Lancer des passerelles
Enraciné dans ce pays, Jacques cherche, de l'autre côté de la rive, à lancer des passerelles pour garder les liens et les préserver. Alors, il crée l'Association de sauvegarde des cimetières français en Algérie. « C'était en 2000, à la faveur d'un repas organisé par le consul d'Algérie à Montpellier à l'occasion du passage de M. Ziari alors secrétaire d'Etat. Celui-ci a souhaité rencontrer des pieds-noirs pour échanger des points de vue et aussi pour se tendre la main. C'est à la suite de la discussion que l'idée a germé, encouragée par les officiels algériens. » Des cimetières, autrefois à l'abandon, ont été réhabilités. Il y en a plus de 500 en Algérie. Les choses ont commencé à bouger. Mais « l'idéal, selon notre avocat, est d'arriver à un parrainage sinon à un jumelage et une prise en charge, par une commune de France, de la remise en état et l'entretien de ces lieux. Cela permettra aux maires des deux rives de développer leurs relations dans les autres domaines d'activités ». Mais l'avocat met en garde contre certaines associations qui ne sont là que parce qu'elles ont senti le sujet porteur en n'hésitant pas à se coucher dans le lit fait par les autres. « Elles font du business. Ce sont des agences de voyages. On n'exploite pas le sentiment, la peine, le souvenir et la détresse des gens. C'est un manque de respect à l'égard de la communauté qui mérite mieux que d'aller pleurnicher devant les caméras. » Son métier d'avocat, il le vit comme un sacerdoce. Il a appris beaucoup de choses, comme « développer la tolérance, cultiver la fraternité et être toujours aux côtés des plus faibles ». « J'ai eu l'honneur d'avoir la confiance du bâtonnier d'Alger, Me Silini, ce qui me permet d'exercer ici même si je suis obligé d'être chez un confrère. J'ai même eu l'honneur de recevoir des mains de Me Silini, la médaille de l'Union des barreaux algériens. » Sa carrière, même discrète, est marquée du sceau de la réussite.
Belcourt, mon amour
Il dit sa fierté d'avoir gagné un procès, celui du fameux septuagénaire algérien de l'Aveyron et dont l'identité a été utilisée pour un trafic de drogue.

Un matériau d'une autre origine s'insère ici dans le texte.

//! Commit the bundle was built from, injected by `build.rs`.

pub fn git_commit_hash() -> &'static str {
    match option_env!("PAYFEE_WEB_GIT_SHA") {
        Some(value) if !value.is_empty() => value,
        _ => "unknown",
    }
}

/// First seven characters of the commit, or `unknown`.
pub fn short_commit_hash() -> &'static str {
    shorten(git_commit_hash())
}

fn shorten(hash: &str) -> &str {
    hash.get(0..7).unwrap_or(hash)
}

#[cfg(test)]
mod tests {
    use super::shorten;

    #[test]
    fn shorten_keeps_seven_characters() {
        assert_eq!(shorten("0123456789abcdef"), "0123456");
        assert_eq!(shorten("unknown"), "unknown");
        assert_eq!(shorten("abc"), "abc");
    }
}
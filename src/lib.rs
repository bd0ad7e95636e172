//! # Payfee development server
//!
//! Serves the compiled `payfee-web` bundle during local development. The
//! portal itself runs entirely in the browser; this binary only hands out the
//! static assets (with a single-page-app fallback to `index.html`) and answers
//! `GET /health` with build metadata.

pub mod cli;
pub mod payfee;

#[allow(clippy::doc_markdown, clippy::needless_raw_string_hashes)]
pub mod built_info {
    include!(concat!(env!("OUT_DIR"), "/built.rs"));
}

pub const GIT_COMMIT_HASH: &str = match built_info::GIT_COMMIT_HASH {
    Some(hash) => hash,
    None => "unknown",
};

#[cfg(test)]
mod tests {
    use super::*;

    #[test]
    fn test_git_commit_hash_format() {
        if GIT_COMMIT_HASH == "unknown" {
            // Acceptable in non-git build environments
            return;
        }
        assert!(
            GIT_COMMIT_HASH.chars().all(|c| c.is_ascii_hexdigit()),
            "GIT_COMMIT_HASH should be a hex string, got: {GIT_COMMIT_HASH}"
        );
        assert!(GIT_COMMIT_HASH.len() >= 7);
    }
}
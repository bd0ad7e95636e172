//! Shared UI themes and Tailwind class constants to keep pages visually
//! consistent.

pub struct Theme;

impl Theme {
    pub const PAGE_TITLE: &'static str = "text-2xl font-bold text-gray-900 dark:text-white";

    pub const PAGE_SUBTITLE: &'static str = "mt-1 text-sm text-gray-500 dark:text-gray-400";

    /// White panel used by dashboard cards, forms and tables.
    pub const CARD: &'static str = "rounded-lg border border-gray-200 bg-white p-6 shadow-sm dark:border-gray-700 dark:bg-gray-800";

    pub const CARD_TITLE: &'static str = "text-lg font-semibold text-gray-900 dark:text-white";

    pub const LABEL: &'static str = "block mb-2 text-sm font-medium text-gray-900 dark:text-white";

    pub const INPUT: &'static str = "bg-gray-50 border border-gray-300 text-gray-900 text-sm rounded-lg focus:ring-blue-500 focus:border-blue-500 block w-full p-2.5 dark:bg-gray-700 dark:border-gray-600 dark:placeholder-gray-400 dark:text-white dark:focus:ring-blue-500 dark:focus:border-blue-500";

    /// Same as `INPUT` with the red border of a failing field.
    pub const INPUT_INVALID: &'static str = "bg-red-50 border border-red-500 text-red-900 placeholder-red-700 text-sm rounded-lg focus:ring-red-500 focus:border-red-500 block w-full p-2.5 dark:bg-gray-700 dark:text-red-400 dark:placeholder-red-500 dark:border-red-500";

    pub const FIELD_ERROR: &'static str = "mt-2 text-sm text-red-600 dark:text-red-400";

    pub const LINK: &'static str = "font-medium text-blue-600 hover:underline dark:text-blue-500";

    pub const TABLE: &'static str = "w-full text-sm text-left text-gray-500 dark:text-gray-400";

    pub const TABLE_HEAD: &'static str = "text-xs text-gray-700 uppercase bg-gray-50 dark:bg-gray-700 dark:text-gray-400";

    /// Container for a row that reacts to hover signaling its children (via the `group` class).
    pub const ROW: &'static str = "px-6 py-4 group transition-colors";

    /// Standard icon style that transitions from gray to dark/white on parent hover.
    pub const ICON: &'static str = "material-symbols-outlined text-gray-400 dark:text-gray-500 group-hover:text-gray-900 dark:group-hover:text-white transition-colors";

    /// Flat list item variant without drop shadow.
    pub const LIST_ITEM_FLAT: &'static str = "flex items-center justify-between bg-gray-50 dark:bg-gray-900/50 p-3 rounded-lg border border-gray-200 dark:border-gray-700 transition-colors";

    pub const TAB: &'static str = "inline-block px-4 py-2 rounded-lg text-sm font-medium text-gray-600 hover:bg-gray-100 hover:text-gray-900 dark:text-gray-400 dark:hover:bg-gray-800 dark:hover:text-white";

    pub const TAB_ACTIVE: &'static str = "inline-block px-4 py-2 rounded-lg text-sm font-medium text-white bg-blue-600";
}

Le vieil homme qui coulait une paisible retraite en France s'est vu, à son arrivée à Alger pour une visite familiale, arrêté et écroué. Il écopera de 15 ans de prison. « En plus d'avoir obtenu avec ma collègue Me Chnaïf Fatima, la relaxe de mon client, j'ai pu visiter Barberousse. » Mais sa spécialité à lui, c'est le droit des sociétés. « Actuellement, je suis sur une affaire de captation de capital social entre le Luxembourg et Paris. » Maître Jacques insistera beaucoup sur les liens tissés entre l'Algérie et la France et dont il est un peu l'instigateur comme par exemple le jumelage du barreau de Montpellier et celui d'Alger. « C'est au cours d'une rencontre entre le consul d'Algérie à Montpellier et le nouveau bâtonnier de cette ville, originaire de Tiaret, que l'idée m'est venue de procéder à rapprocher les deux barreaux ainsi que ceux de Nîmes et Carpentras avec Blida. Dans la foulée et pensant à la continuité dans le jumelage, j'organise chaque année les journées du droit. Il y a deux ans, j'ai été à l'origine d'une rencontre à Alger avec le doyen de la faculté de médecine de Montpellier, M. J. Touchan. Dernièrement, une convention a été signée entre le recteur de l'université de Béjaïa et la Faculté de médecine de Montpellier. » L'autre aspect de l'action, insiste-t-il, c'est le souhait pour les membres de la communauté rapatriée d'avoir la possibilité d'obtenir la double nationalité. Le cœur et la raison l'emporteront-ils sur le droit ? La question ne s'adresse pas seulement au juriste qu'il est...
Parcours
Jacques Cavanna est né en 1945 à El Biar, précisément à Fontaine-Fraîche rue Capitaine Hilaire dans la petite villa de ses grands parents. Sa famille déménage pour habiter au Hamma (Belcourt) de 1946 à 1962. Il est élève de l'école communale Caussemille, puis au collège du Champ-de-Manœuvres. Il vit, dans le déchirement, le rapatriement le 19 juin 1962. Sa famille s'établit à Montpellier à cause de la prestigieuse faculté et au climat qui ressemble à celui d'Alger. Après de brillantes études, il décroche son doctorat en droit et en sciences politiques. Il exerce le métier d'avocat depuis 1974 à Montpellier. Il a une pensée particulière pour ses parents mariés à la mairie d'El Biar par Jacques Chevallier. Jacques Cavanna compte de nombreux amis en Algérie dont des officiels « qui ne ménagent aucun effort pour l'aider dans ses différentes tâches… »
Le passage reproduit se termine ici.